Pada level organ pemangku kepentingan, hal tersebut dapat dipahami karena memang sesuai perannya menjadi lembaga keputusan tertinggi. Namun, agak heran kalau organ pengelola pendidikan sekaligus menjadi anggota organ representasi pendidik. Bagaimana mungkin terjadi kritisi dan evaluasi terhadap pimpinan organ pengelola pendidikan (rektor) apabila anggota organ representasi pendidikan (senat akademik) adalah pejabat-pejabat organ pengelola yang diangkat oleh pimpinan organ pengelola pendidikan (rektor)? Ketidakjelasan ini sarat kepentingan, mengingat pada saatnya organ representasi pendidik ini akan berperan menyeleksi calon pimpinan tertinggi organ pelaksana pendidikan (rektor).
Dalam hal pengawasan dan akuntabilitas sebagaimana disebutkan pasal 48 ayat (3), (4), (5) mencakup akuntabilitas akademik dan nonakademik sangat diperlukan untuk konteks saat ini. Dalam akuntabilitas laporan keuangan disebutkan pada pasal 51 ayat (3), laporan keuangan tahunan badan hukum pendidikan yang menyelenggarakan pendidikan tinggi, harus diumumkan kepada publik melalui surat kabar berbahasa Indonesia yang beredar secara nasional dan papan pengumuman. Demikian pula disebutkan pada pasal 52 ayat (2), laporan keuangan tahunan badan hukum pendidikan yang menyelenggarakan pendidikan tinggi diaudit oleh akuntan publik. Dalam hal ini PT dituntut agar transparan dan akuntabel dalam penggunaan uang negara dan masyarakat.

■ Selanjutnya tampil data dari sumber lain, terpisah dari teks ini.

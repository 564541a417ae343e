use crate::codec::{bytes_to_uint, reverse_endianness};
use crate::constants::RETARGET_PERIOD;
use crate::error::{ErrorCode, SpvError};
use crate::hash::hash256;
use crate::header::{calculate_difficulty, extract_target, HEADER_BYTES};
use num_bigint::BigUint;
use num_traits::Zero;

/// Literal proof-of-work: the digest, reinterpreted as a big-endian integer,
/// must sit numerically below the target. The all-zero digest is a sentinel
/// for "not yet hashed" and never passes.
pub fn validate_header_work(digest: &[u8; 32], target: &BigUint) -> bool {
    if digest == &[0u8; 32] {
        return false;
    }
    bytes_to_uint(&reverse_endianness(digest)) < *target
}

/// Exact comparison of the header's little-endian prevHash field against a
/// digest that is itself little-endian.
pub fn validate_header_prev_hash(header: &[u8; 80], prev_digest: &[u8; 32]) -> bool {
    header[4..36] == prev_digest[..]
}

/// Walks a concatenation of 80-byte headers: each header after the first
/// must link to its predecessor's digest, and every header must meet its own
/// declared target. Returns the accumulated difficulty over the window.
///
/// Retargeting is deliberately not applied here; the walk assumes a
/// constant-difficulty window and callers validating across an epoch
/// boundary must check `retarget_algorithm` against the boundary headers
/// themselves.
pub fn validate_header_chain(headers: &[u8]) -> Result<BigUint, SpvError> {
    if headers.is_empty() || headers.len() % HEADER_BYTES != 0 {
        return Err(SpvError::new(
            ErrorCode::StructErrChainLength,
            "header chain is not a whole number of 80-byte headers",
        ));
    }

    let mut total_difficulty = BigUint::zero();
    let mut previous_digest = [0u8; 32];

    for (i, chunk) in headers.chunks_exact(HEADER_BYTES).enumerate() {
        let header: &[u8; 80] = chunk.try_into().unwrap();
        if i != 0 && !validate_header_prev_hash(header, &previous_digest) {
            return Err(SpvError::new(
                ErrorCode::ChainErrBadLink,
                "header does not link to its predecessor",
            ));
        }

        let digest = hash256(header);
        let target = extract_target(header);
        if !validate_header_work(&digest, &target) {
            return Err(SpvError::new(
                ErrorCode::ChainErrLowWork,
                "header does not meet its own target",
            ));
        }

        total_difficulty += calculate_difficulty(&target);
        previous_digest = digest;
    }

    Ok(total_difficulty)
}

/// The consensus difficulty-retarget formula. Elapsed time between the
/// epoch's boundary timestamps is clamped into [period/4, period*4], then
/// the target scales by elapsed/period — multiplied first, divided second,
/// because the truncation point is consensus-visible in the low-order bits.
/// A second timestamp before the first saturates to zero elapsed time and
/// clamps up to period/4; real headers cannot produce that, attacker ones
/// can.
pub fn retarget_algorithm(
    previous_target: &BigUint,
    first_timestamp: u32,
    second_timestamp: u32,
) -> BigUint {
    let elapsed = u64::from(second_timestamp).saturating_sub(u64::from(first_timestamp));
    let elapsed = elapsed.clamp(RETARGET_PERIOD / 4, RETARGET_PERIOD * 4);
    previous_target * elapsed / RETARGET_PERIOD
}
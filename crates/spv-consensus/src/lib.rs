pub mod chain;
pub mod codec;
pub mod constants;
pub mod error;
pub mod hash;
pub mod header;
pub mod merkle;
pub mod proof;
pub mod tx;

pub use chain::{
    retarget_algorithm, validate_header_chain, validate_header_prev_hash, validate_header_work,
};
pub use codec::{
    bytes_to_uint, encode_var_int, parse_var_int, reverse_endianness, safe_slice, VarInt,
};
pub use error::{ErrorCode, ErrorKind, SpvError};
pub use hash::{hash160, hash256};
pub use header::{calculate_difficulty, extract_target, parse_header, BlockHeader, HEADER_BYTES};
pub use merkle::{prove, verify_hash256_merkle};
pub use proof::{calculate_txid, validate_proof, SpvProof};
pub use tx::{
    extract_hash, extract_input_at_index, extract_op_return_data, extract_output_at_index,
    iter_inputs, iter_outputs, validate_vin, validate_vout, InputKind, OutputKind,
};
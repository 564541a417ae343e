#![no_main]

use libfuzzer_sys::fuzz_target;

fuzz_target!(|data: &[u8]| {
    let Ok(v) = spv_consensus::parse_var_int(data) else {
        return;
    };
    // Re-encoding must reproduce the consumed prefix whenever the input was
    // minimally encoded.
    let mut enc = Vec::new();
    spv_consensus::encode_var_int(v.value, &mut enc);
    let prefix = &data[..1 + v.data_length];
    if enc.len() == prefix.len() && enc != prefix {
        panic!("minimal re-encode mismatch: got={enc:02x?} want={prefix:02x?}");
    }
});
use crate::codec::{bytes_to_uint, reverse_endianness};
use crate::constants::DIFF_ONE_TARGET;
use crate::error::{ErrorCode, SpvError};
use crate::hash::hash256;
use num_bigint::BigUint;
use num_traits::Zero;

pub const HEADER_BYTES: usize = 80;

/// A decoded 80-byte header. `digest`, `prev_block_hash` and `merkle_root`
/// are kept little-endian, exactly as the hashing convention stores them on
/// the wire; anything comparing against a display-order (big-endian) hash
/// must reverse first. Fields are public so a deserialized header can carry
/// caller-asserted values, which `validate_proof` cross-checks against `raw`.
#[derive(Clone, Debug, PartialEq, Eq)]
pub struct BlockHeader {
    pub raw: [u8; 80],
    pub digest: [u8; 32],
    pub version: u32,
    pub prev_block_hash: [u8; 32],
    pub merkle_root: [u8; 32],
    pub timestamp: u32,
    pub target: BigUint,
    pub nonce: u32,
}

pub fn parse_header(b: &[u8]) -> Result<BlockHeader, SpvError> {
    if b.len() != HEADER_BYTES {
        return Err(SpvError::new(
            ErrorCode::StructErrHeaderLength,
            "header is not exactly 80 bytes",
        ));
    }
    let mut raw = [0u8; 80];
    raw.copy_from_slice(b);

    Ok(BlockHeader {
        digest: hash256(&raw),
        version: extract_version(&raw),
        prev_block_hash: extract_prev_block_le(&raw),
        merkle_root: extract_merkle_root_le(&raw),
        timestamp: extract_timestamp(&raw),
        target: extract_target(&raw),
        nonce: extract_nonce(&raw),
        raw,
    })
}

pub fn extract_version(header: &[u8; 80]) -> u32 {
    u32::from_le_bytes(header[0..4].try_into().unwrap())
}

/// Previous block digest as stored (little-endian).
pub fn extract_prev_block_le(header: &[u8; 80]) -> [u8; 32] {
    let mut out = [0u8; 32];
    out.copy_from_slice(&header[4..36]);
    out
}

/// Previous block digest in display order (big-endian).
pub fn extract_prev_block_be(header: &[u8; 80]) -> [u8; 32] {
    let be = reverse_endianness(&extract_prev_block_le(header));
    let mut out = [0u8; 32];
    out.copy_from_slice(&be);
    out
}

/// Merkle root as stored (little-endian).
pub fn extract_merkle_root_le(header: &[u8; 80]) -> [u8; 32] {
    let mut out = [0u8; 32];
    out.copy_from_slice(&header[36..68]);
    out
}

/// Merkle root in display order (big-endian).
pub fn extract_merkle_root_be(header: &[u8; 80]) -> [u8; 32] {
    let be = reverse_endianness(&extract_merkle_root_le(header));
    let mut out = [0u8; 32];
    out.copy_from_slice(&be);
    out
}

pub fn extract_timestamp(header: &[u8; 80]) -> u32 {
    u32::from_le_bytes(header[68..72].try_into().unwrap())
}

pub fn extract_nonce(header: &[u8; 80]) -> u32 {
    u32::from_le_bytes(header[76..80].try_into().unwrap())
}

/// Decodes the compact "bits" field into the full-width target:
/// mantissa is the three bytes at [72..75) read little-endian, exponent is
/// `header[75] - 3`, target is `mantissa * 256^exponent`. Exponents below 3
/// shrink the mantissa instead of being special-cased away.
pub fn extract_target(header: &[u8; 80]) -> BigUint {
    let mantissa = bytes_to_uint(&reverse_endianness(&header[72..75]));
    let exponent = header[75];
    if exponent >= 3 {
        mantissa << (8 * (exponent as usize - 3))
    } else {
        mantissa >> (8 * (3 - exponent as usize))
    }
}

/// Difficulty relative to the difficulty-1 target. Truncating division.
/// A zero target carries no meaningful difficulty and maps to zero; the
/// proof-of-work check rejects such headers before their difficulty is
/// ever accumulated.
pub fn calculate_difficulty(target: &BigUint) -> BigUint {
    if target.is_zero() {
        return BigUint::zero();
    }
    bytes_to_uint(&DIFF_ONE_TARGET) / target
}
use tracing::trace;

/// Suppresses re-sending a value equal to the last one sent.
///
/// Equality is structural, so a state rebuilt from fresh data with the same
/// content is still suppressed. [`new`] compares with `PartialEq`; JSON-backed
/// states should use [`with_equality`] with a comparison that treats `1` and
/// `1.0` alike, since `serde_json::Value` keeps them apart. After
/// [`invalidate`] the next check passes once regardless of equality; this is
/// used after a new port was transferred and the receiver's copy is gone.
///
/// [`new`]: StateReconciler::new
/// [`with_equality`]: StateReconciler::with_equality
/// [`invalidate`]: StateReconciler::invalidate
#[derive(Debug, Clone)]
pub struct StateReconciler<T> {
    last_sent: Option<T>,
    bypass_once: bool,
    same: fn(&T, &T) -> bool,
}

impl<T: PartialEq> Default for StateReconciler<T> {
    fn default() -> Self {
        Self::with_equality(|a, b| a == b)
    }
}

impl<T: PartialEq> StateReconciler<T> {
    pub fn new() -> Self {
        Self::default()
    }
}

impl<T> StateReconciler<T> {
    pub fn with_equality(same: fn(&T, &T) -> bool) -> Self {
        Self {
            last_sent: None,
            bypass_once: false,
            same,
        }
    }

    pub fn should_send(&self, next: &T) -> bool {
        if self.bypass_once {
            return true;
        }
        match &self.last_sent {
            Some(last) if (self.same)(last, next) => {
                trace!(target: "frame.host.reconciler", "state unchanged; suppressed");
                false
            }
            _ => true,
        }
    }

    /// Records `sent` as delivered and consumes a pending bypass.
    pub fn record(&mut self, sent: T) {
        self.last_sent = Some(sent);
        self.bypass_once = false;
    }

    /// Lets the next check through once, keeping the snapshot.
    pub fn invalidate(&mut self) {
        self.bypass_once = true;
    }

    /// Forgets everything; used when the iframe gets a new url.
    pub fn reset(&mut self) {
        self.last_sent = None;
        self.bypass_once = false;
    }

    pub fn last(&self) -> Option<&T> {
        self.last_sent.as_ref()
    }
}

#[cfg(test)]
mod tests {
    use super::*;
    use serde_json::json;

    #[test]
    fn equal_values_are_suppressed_regardless_of_identity() {
        let mut reconciler = StateReconciler::new();
        let first = json!({"a": 1, "nested": {"b": [1, 2]}});
        assert!(reconciler.should_send(&first));
        reconciler.record(first);

        let rebuilt = json!({"nested": {"b": [1, 2]}, "a": 1});
        assert!(!reconciler.should_send(&rebuilt));
        assert!(reconciler.should_send(&json!({"a": 2, "nested": {"b": [1, 2]}})));
    }

    #[test]
    fn invalidate_bypasses_exactly_once() {
        let mut reconciler = StateReconciler::new();
        reconciler.record(json!({"a": 1}));
        reconciler.invalidate();

        assert!(reconciler.should_send(&json!({"a": 1})));
        assert!(reconciler.should_send(&json!({"a": 1})), "check alone does not consume");
        reconciler.record(json!({"a": 1}));
        assert!(!reconciler.should_send(&json!({"a": 1})));
        assert_eq!(reconciler.last(), Some(&json!({"a": 1})));
    }

    #[test]
    fn custom_equality_decides_suppression() {
        let mut reconciler: StateReconciler<f64> =
            StateReconciler::with_equality(|a, b| (a - b).abs() < 0.5);
        reconciler.record(1.0);
        assert!(!reconciler.should_send(&1.2));
        assert!(reconciler.should_send(&2.0));
    }

    #[test]
    fn reset_clears_snapshot_and_bypass() {
        let mut reconciler = StateReconciler::new();
        reconciler.record(json!("x"));
        reconciler.invalidate();
        reconciler.reset();
        assert_eq!(reconciler.last(), None);
        assert!(reconciler.should_send(&json!("x")));
    }
}
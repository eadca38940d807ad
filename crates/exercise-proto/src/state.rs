use std::collections::BTreeMap;

use serde::{Deserialize, Deserializer, Serialize};
use serde_json::{Number, Value};

/// Per-user variables an exercise service stored through earlier gradings.
pub type UserVariablesMap = BTreeMap<String, Value>;

/// A field that must be present but may be `null`. Without this, serde treats
/// a missing `Option` as `None`.
pub(crate) fn required_nullable<'de, D, T>(deserializer: D) -> Result<Option<T>, D::Error>
where
    D: Deserializer<'de>,
    T: Deserialize<'de>,
{
    Option::<T>::deserialize(deserializer)
}

#[derive(Debug, Clone, PartialEq, Eq, Serialize, Deserialize)]
pub struct UserInformation {
    pub pseudonymous_id: String,
    pub signed_in: bool,
}

#[derive(Debug, Clone, PartialEq, Eq, Serialize, Deserialize)]
pub struct RepositoryExercise {
    pub id: String,
    pub repository_id: String,
    pub part: String,
    pub name: String,
    pub repository_url: String,
    pub checksum: Vec<u8>,
    pub download_url: String,
}

#[derive(Debug, Clone, Copy, PartialEq, Eq, Serialize, Deserialize)]
pub enum GradingProgress {
    Failed,
    NotReady,
    PendingManual,
    Pending,
    FullyGraded,
}

/// Grading outcome shown next to a submission.
#[derive(Debug, Clone, PartialEq, Serialize, Deserialize)]
pub struct GradingSummary {
    pub grading_progress: GradingProgress,
    pub score_given: f64,
    pub score_maximum: f64,
    #[serde(deserialize_with = "required_nullable")]
    pub feedback_text: Option<String>,
    #[serde(default, skip_serializing_if = "Option::is_none")]
    pub feedback_json: Option<Value>,
    #[serde(default, skip_serializing_if = "Option::is_none")]
    pub set_user_variables: Option<UserVariablesMap>,
}

/// What the host wants the iframe to render, selected by `view_type`.
#[derive(Debug, Clone, PartialEq, Serialize, Deserialize)]
#[serde(tag = "view_type", rename_all = "kebab-case")]
pub enum IframeState {
    AnswerExercise(AnswerExerciseState),
    ViewSubmission(ViewSubmissionState),
    ExerciseEditor(ExerciseEditorState),
    CustomView(CustomViewState),
}

impl IframeState {
    pub fn view_type(&self) -> &'static str {
        match self {
            IframeState::AnswerExercise(_) => "answer-exercise",
            IframeState::ViewSubmission(_) => "view-submission",
            IframeState::ExerciseEditor(_) => "exercise-editor",
            IframeState::CustomView(_) => "custom-view",
        }
    }

    pub fn exercise_task_id(&self) -> Option<&str> {
        match self {
            IframeState::AnswerExercise(state) => Some(&state.exercise_task_id),
            IframeState::ViewSubmission(state) => Some(&state.exercise_task_id),
            IframeState::ExerciseEditor(state) => Some(&state.exercise_task_id),
            IframeState::CustomView(_) => None,
        }
    }

    /// Structural equality on the wire form, with numbers compared by value:
    /// a spec holding `1` equals one holding `1.0`.
    pub fn equivalent(&self, other: &IframeState) -> bool {
        if self == other {
            return true;
        }
        match (serde_json::to_value(self), serde_json::to_value(other)) {
            (Ok(a), Ok(b)) => json_equivalent(&a, &b),
            _ => false,
        }
    }

    pub fn user_information(&self) -> &UserInformation {
        match self {
            IframeState::AnswerExercise(state) => &state.user_information,
            IframeState::ViewSubmission(state) => &state.user_information,
            IframeState::ExerciseEditor(state) => &state.user_information,
            IframeState::CustomView(state) => &state.user_information,
        }
    }
}

/// Deep JSON equality where integers and floats of the same value match.
pub fn json_equivalent(a: &Value, b: &Value) -> bool {
    match (a, b) {
        (Value::Number(x), Value::Number(y)) => numbers_equivalent(x, y),
        (Value::Array(x), Value::Array(y)) => {
            x.len() == y.len() && x.iter().zip(y).all(|(x, y)| json_equivalent(x, y))
        }
        (Value::Object(x), Value::Object(y)) => {
            x.len() == y.len()
                && x.iter()
                    .all(|(key, x)| y.get(key).is_some_and(|y| json_equivalent(x, y)))
        }
        _ => a == b,
    }
}

fn numbers_equivalent(x: &Number, y: &Number) -> bool {
    if x.is_f64() || y.is_f64() {
        x.as_f64() == y.as_f64()
    } else {
        x == y
    }
}

#[derive(Debug, Clone, PartialEq, Serialize, Deserialize)]
pub struct AnswerExerciseState {
    pub exercise_task_id: String,
    pub user_information: UserInformation,
    #[serde(default, skip_serializing_if = "Option::is_none")]
    pub user_variables: Option<UserVariablesMap>,
    pub data: AnswerExerciseData,
}

#[derive(Debug, Clone, PartialEq, Serialize, Deserialize)]
pub struct AnswerExerciseData {
    pub public_spec: Value,
    #[serde(deserialize_with = "required_nullable")]
    pub previous_submission: Option<Value>,
}

#[derive(Debug, Clone, PartialEq, Serialize, Deserialize)]
pub struct ViewSubmissionState {
    pub exercise_task_id: String,
    pub user_information: UserInformation,
    #[serde(default, skip_serializing_if = "Option::is_none")]
    pub user_variables: Option<UserVariablesMap>,
    pub data: ViewSubmissionData,
}

#[derive(Debug, Clone, PartialEq, Serialize, Deserialize)]
pub struct ViewSubmissionData {
    #[serde(deserialize_with = "required_nullable")]
    pub grading: Option<GradingSummary>,
    pub user_answer: Value,
    pub public_spec: Value,
    pub model_solution_spec: Value,
}

#[derive(Debug, Clone, PartialEq, Serialize, Deserialize)]
pub struct ExerciseEditorState {
    pub exercise_task_id: String,
    pub user_information: UserInformation,
    #[serde(default, skip_serializing_if = "Option::is_none")]
    pub repository_exercises: Option<Vec<RepositoryExercise>>,
    pub data: ExerciseEditorData,
}

#[derive(Debug, Clone, PartialEq, Serialize, Deserialize)]
pub struct ExerciseEditorData {
    pub private_spec: Value,
}

/// Course-wide view rendered by a service outside any single exercise task.
#[derive(Debug, Clone, PartialEq, Serialize, Deserialize)]
pub struct CustomViewState {
    pub user_information: UserInformation,
    #[serde(default, skip_serializing_if = "Option::is_none")]
    pub user_variables: Option<UserVariablesMap>,
    pub course_name: String,
    pub data: CustomViewData,
}

#[derive(Debug, Clone, PartialEq, Serialize, Deserialize)]
pub struct CustomViewData {
    pub submissions_by_exercise: Value,
}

Sesungguhnya UU BHP dari sisi-sisi ini memiliki visi dan misi yang jelas dan membatasi secara tegas hubungan antara perguruan tinggi dan masyarakat. Komersialisasi pendidikan terjadi pada ruang ketidakjelasan batasan yang boleh dijalankan perguruan tinggi. Otonomi perguruan tinggi dalam pengelolaan akademik dan manajemen belum diterjemahkan ke dalam peraturan yang tegas mengenai di mana batas-batas perguruan tinggi dalam menarik biaya dari masyarakat. Di saat perguruan tinggi harus menutupi kebutuhan operasional penyelenggaraan pendidikan, ruang ini dimanfaatkan dengan menarik dana dari masyarakat yang untuk ukuran masyarakat kita sangat mahal. Pertanyaan sekarang adalah adakah harapan masyarakat untuk mendapatkan pendidikan tinggi yang terjangkau dapat terkabul? Bola panas ini sekarang berada di pundak para pimpinan perguruan tinggi. ***
Penulis, dosen Universitas Pendidikan Indonesia (UPI), peneliti pada Educational Quality Control (EQC) Foundation.